SUPPLIED INFORMATION –

=== Begin Enclosure ===

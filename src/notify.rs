//! User-facing notifications.
//!
//! Services publish [`Notification`]s on a broadcast bus; each WebSocket
//! session subscribes and forwards the ones addressed to its user.

use serde::Serialize;
use tokio::sync::broadcast;
use tracing::debug;

use crate::model::User;

const DEFAULT_CAPACITY: usize = 64;

/// Who should see a notification.
#[derive(Debug, Clone, Copy, PartialEq, Eq)]
pub enum Audience {
    User(i64),
    Admins,
}

#[derive(Debug, Clone, Copy, PartialEq, Eq, Serialize)]
#[serde(rename_all = "lowercase")]
pub enum Level {
    Info,
    Success,
    Error,
}

/// What happened.
#[derive(Debug, Clone, Copy, PartialEq, Eq, Serialize)]
#[serde(rename_all = "snake_case")]
pub enum NotificationKind {
    BookAdded,
    RequestCreated,
    RequestStatusChanged,
    SyncCompleted,
}

#[derive(Debug, Clone, Serialize)]
pub struct Notification {
    #[serde(skip)]
    pub audience: Audience,

    #[serde(rename = "type")]
    pub kind: NotificationKind,

    pub level: Level,
    pub message: String,
}

impl Notification {
    pub fn new(
        audience: Audience,
        kind: NotificationKind,
        level: Level,
        message: impl Into<String>,
    ) -> Self {
        Self {
            audience,
            kind,
            level,
            message: message.into(),
        }
    }

    pub fn is_for(&self, user: &User) -> bool {
        match self.audience {
            Audience::User(id) => user.id == id,
            Audience::Admins => user.is_admin(),
        }
    }
}

/// Broadcast bus for notifications.
#[derive(Clone)]
pub struct Notifier {
    tx: broadcast::Sender<Notification>,
}

impl Default for Notifier {
    fn default() -> Self {
        Self::new(DEFAULT_CAPACITY)
    }
}

impl Notifier {
    pub fn new(capacity: usize) -> Self {
        let (tx, _) = broadcast::channel(capacity);
        Self { tx }
    }

    /// Send to every current subscriber. Nobody listening is fine.
    pub fn publish(&self, notification: Notification) {
        debug!(kind = ?notification.kind, audience = ?notification.audience, "Notification");
        let _ = self.tx.send(notification);
    }

    pub fn subscribe(&self) -> broadcast::Receiver<Notification> {
        self.tx.subscribe()
    }
}
/// A lookup result: something a user can pick and add.
#[derive(Debug, Clone, PartialEq, Serialize, Deserialize)]
#[serde(rename_all = "camelCase")]
pub struct Candidate {
    pub id: i64,

    pub title: String,

    #[serde(
        default,
        deserialize_with = "foreign_id",
        skip_serializing_if = "Option::is_none"
    )]
    pub foreign_book_id: Option<String>,

    #[serde(default)]
    pub author: Option<ExternalAuthor>,

    #[serde(default, skip_serializing_if = "Option::is_none")]
    pub remote_cover: Option<String>,

    #[serde(default, skip_serializing_if = "Option::is_none")]
    pub overview: Option<String>,

    #[serde(default, skip_serializing_if = "Option::is_none")]
    pub release_date: Option<String>,

    #[serde(default, skip_serializing_if = "Option::is_none")]
    pub page_count: Option<i64>,

    /// Remaining upstream fields, passed through to clients untouched.
    #[serde(flatten)]
    pub extra: serde_json::Map<String, Value>,
}

impl Candidate {
    /// Key used to match this candidate against local books.
    pub fn local_key(&self) -> String {
        self.id.to_string()
    }

    /// Author name for local bookkeeping.
    pub fn author_name(&self) -> String {
        author_name_or_unknown(None, self.author.as_ref())
    }
}

/// A record from Readarr's library listing. Only the flags are
/// guaranteed; everything else may be missing.
#[derive(Debug, Clone, PartialEq, Serialize, Deserialize)]
#[serde(rename_all = "camelCase")]
pub struct LibraryBook {
    #[serde(default)]
    pub id: Option<i64>,

    #[serde(default, deserialize_with = "foreign_id")]
    pub foreign_book_id: Option<String>,

    #[serde(default)]
    pub title: Option<String>,

    #[serde(default)]
    pub author_name: Option<String>,

    #[serde(default)]
    pub author: Option<ExternalAuthor>,

    #[serde(default)]
    pub monitored: Option<bool>,

    #[serde(default)]
    pub grabbed: Option<bool>,

    #[serde(default)]
    pub remote_cover: Option<String>,
}

impl LibraryBook {
    /// `foreignBookId` when present, else the numeric id.
    pub fn sync_key(&self) -> Option<String> {
        self.foreign_book_id
            .as_deref()
            .map(str::trim)
            .filter(|id| !id.is_empty())
            .map(str::to_string)
            .or_else(|| self.id.map(|id| id.to_string()))
    }

    pub fn is_grabbed(&self) -> bool {
        self.grabbed.unwrap_or(false)
    }

    pub fn is_monitored(&self) -> bool {
        self.monitored.unwrap_or(false)
    }

    pub fn title_or_unknown(&self) -> String {
        self.title
            .as_deref()
            .map(str::trim)
            .filter(|t| !t.is_empty())
            .unwrap_or(UNKNOWN_TITLE)
            .to_string()
    }

    pub fn author_or_unknown(&self) -> String {
        author_name_or_unknown(self.author_name.as_deref(), self.author.as_ref())
    }
}

/// One element of the library listing.
#[derive(Debug, Clone, PartialEq)]
pub enum LibraryEntry {
    Book(LibraryBook),

    /// A record that did not fit the schema; kept so it can be reported.
    Malformed { reason: String },
}

fn author_name_or_unknown(direct: Option<&str>, author: Option<&ExternalAuthor>) -> String {
    direct
        .or_else(|| author.and_then(|a| a.author_name.as_deref()))
        .map(str::trim)
        .filter(|name| !name.is_empty())
        .unwrap_or(UNKNOWN_AUTHOR)
        .to_string()
}

/// Body of `POST /book`.
#[derive(Debug, Serialize)]
#[serde(rename_all = "camelCase")]
struct AddBookPayload<'a> {
    title: &'a str,
    author_id: i64,
    foreign_book_id: String,
    monitored: bool,
    quality_profile_id: i64,
    metadata_profile_id: i64,
    root_folder_path: &'a str,
    add_options: AddOptions,
}

#[derive(Debug, Serialize)]
#[serde(rename_all = "camelCase")]
struct AddOptions {
    search_for_new_book: bool,
}

/// Readarr answers some lookups with an object and some with an array.
#[derive(Deserialize)]
#[serde(untagged)]
enum OneOrMany {
    Many(Vec<Value>),
    One(Value),
}

/// Decode each element on its own so one bad record cannot sink the rest.
fn decode_each<T: DeserializeOwned>(values: Vec<Value>) -> Vec<std::result::Result<T, String>> {
    values
        .into_iter()
        .map(|value| serde_json::from_value(value).map_err(|e| e.to_string()))
        .collect()
}

/// Client for Readarr's v1 API.
#[derive(Clone)]
pub struct ReadarrClient {
    http: reqwest::Client,
    config: ReadarrConfig,
}

impl ReadarrClient {
    pub fn new(config: ReadarrConfig) -> Result<Self> {
        let http = reqwest::Client::builder()
            .timeout(config.timeout)
            .build()?;

        Ok(Self { http, config })
    }

    pub fn base_url(&self) -> &str {
        &self.config.url
    }

    fn url(&self, path: &str) -> String {
        format!("{}/{}", self.config.url.trim_end_matches('/'), path)
    }

    async fn get(&self, path: &str, query: &[(&str, &str)]) -> Result<reqwest::Response> {
        let response = self
            .http
            .get(self.url(path))
            .header("X-Api-Key", &self.config.api_key)
            .query(query)
            .send()
            .await?;

        Ok(response)
    }

    async fn unavailable(path: &str, response: reqwest::Response) -> ReadarrError {
        let status = response.status();
        let body = response.text().await.unwrap_or_default();
        warn!(path = %path, status = %status, body = %body, "Readarr request failed");
        ReadarrError::Unavailable(format!("{} returned {}", path, status))
    }

    /// Everything in the Readarr library.
    pub async fn list_library(&self) -> Result<Vec<LibraryEntry>> {
        let response = self.get("book", &[]).await?;
        if !response.status().is_success() {
            return Err(Self::unavailable("book", response).await);
        }

        let records = match response.json::<Value>().await? {
            Value::Array(records) => records,
            other => {
                return Err(ReadarrError::Unavailable(format!(
                    "Invalid Readarr response: expected an array, got {}",
                    json_kind(&other)
                )))
            }
        };

        let entries: Vec<LibraryEntry> = decode_each::<LibraryBook>(records)
            .into_iter()
            .map(|decoded| match decoded {
                Ok(book) => LibraryEntry::Book(book),
                Err(reason) => LibraryEntry::Malformed { reason },
            })
            .collect();

        debug!(count = entries.len(), "Fetched Readarr library");
        Ok(entries)
    }

    /// Free-text search over titles and authors.
    pub async fn lookup(&self, query: &str) -> Result<Vec<Candidate>> {
        let term = query.trim();
        if term.is_empty() {
            return Err(ReadarrError::InvalidQuery);
        }

        let response = self.get("book/lookup", &[("term", term)]).await?;
        if !response.status().is_success() {
            return Err(Self::unavailable("book/lookup", response).await);
        }

        let records = match response.json::<OneOrMany>().await? {
            OneOrMany::Many(records) => records,
            OneOrMany::One(record) => vec![record],
        };

        let mut candidates = Vec::with_capacity(records.len());
        for decoded in decode_each::<Candidate>(records) {
            match decoded {
                Ok(candidate) => candidates.push(candidate),
                Err(reason) => warn!(term = %term, reason = %reason, "Skipping malformed lookup result"),
            }
        }

        debug!(term = %term, count = candidates.len(), "Readarr lookup");
        Ok(candidates)
    }

    /// Detailed record for a Goodreads id.
    pub async fn lookup_details(&self, foreign_id: &str) -> Result<Candidate> {
        let response = self
            .get("book/lookup/goodreads", &[("goodreadsId", foreign_id)])
            .await?;

        if response.status() == reqwest::StatusCode::NOT_FOUND {
            return Err(ReadarrError::NotFound(foreign_id.to_string()));
        }
        if !response.status().is_success() {
            return Err(Self::unavailable("book/lookup/goodreads", response).await);
        }

        let first = match response.json::<OneOrMany>().await? {
            OneOrMany::Many(records) => records.into_iter().next(),
            OneOrMany::One(Value::Null) => None,
            OneOrMany::One(record) => Some(record),
        };

        let record = first.ok_or_else(|| ReadarrError::NotFound(foreign_id.to_string()))?;

        serde_json::from_value(record).map_err(|e| {
            ReadarrError::Unavailable(format!("Invalid Readarr book details: {}", e))
        })
    }

    /// Ask Readarr to monitor and search for `candidate`.
    pub async fn add_to_library(&self, candidate: &Candidate) -> Result<()> {
        let author_id = candidate
            .author
            .as_ref()
            .and_then(|a| a.id)
            .ok_or(ReadarrError::MissingAuthorMetadata)?;

        let payload = AddBookPayload {
            title: &candidate.title,
            author_id,
            foreign_book_id: candidate
                .foreign_book_id
                .clone()
                .unwrap_or_else(|| candidate.id.to_string()),
            monitored: true,
            quality_profile_id: self.config.quality_profile_id,
            metadata_profile_id: self.config.metadata_profile_id,
            root_folder_path: &self.config.root_folder_path,
            add_options: AddOptions {
                search_for_new_book: true,
            },
        };

        let response = self
            .http
            .post(self.url("book"))
            .header("X-Api-Key", &self.config.api_key)
            .json(&payload)
            .send()
            .await?;

        let status = response.status();
        if !status.is_success() {
            let body = response.text().await.unwrap_or_default();
            warn!(
                title = %candidate.title,
                status = %status,
                body = %body,
                "Readarr refused to add book"
            );
            return Err(ReadarrError::Rejected {
                status: status.as_u16(),
                body,
            });
        }

        debug!(title = %candidate.title, author_id, "Added book to Readarr");
        Ok(())
    }
}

=== End Enclosure ===

TASK TO CARRY OUT – From the records above, show each line that contains the word "ReadarrConfig".

TASK SOLUTION –
    config: ReadarrConfig,
    pub fn new(config: ReadarrConfig) -> Result<Self> {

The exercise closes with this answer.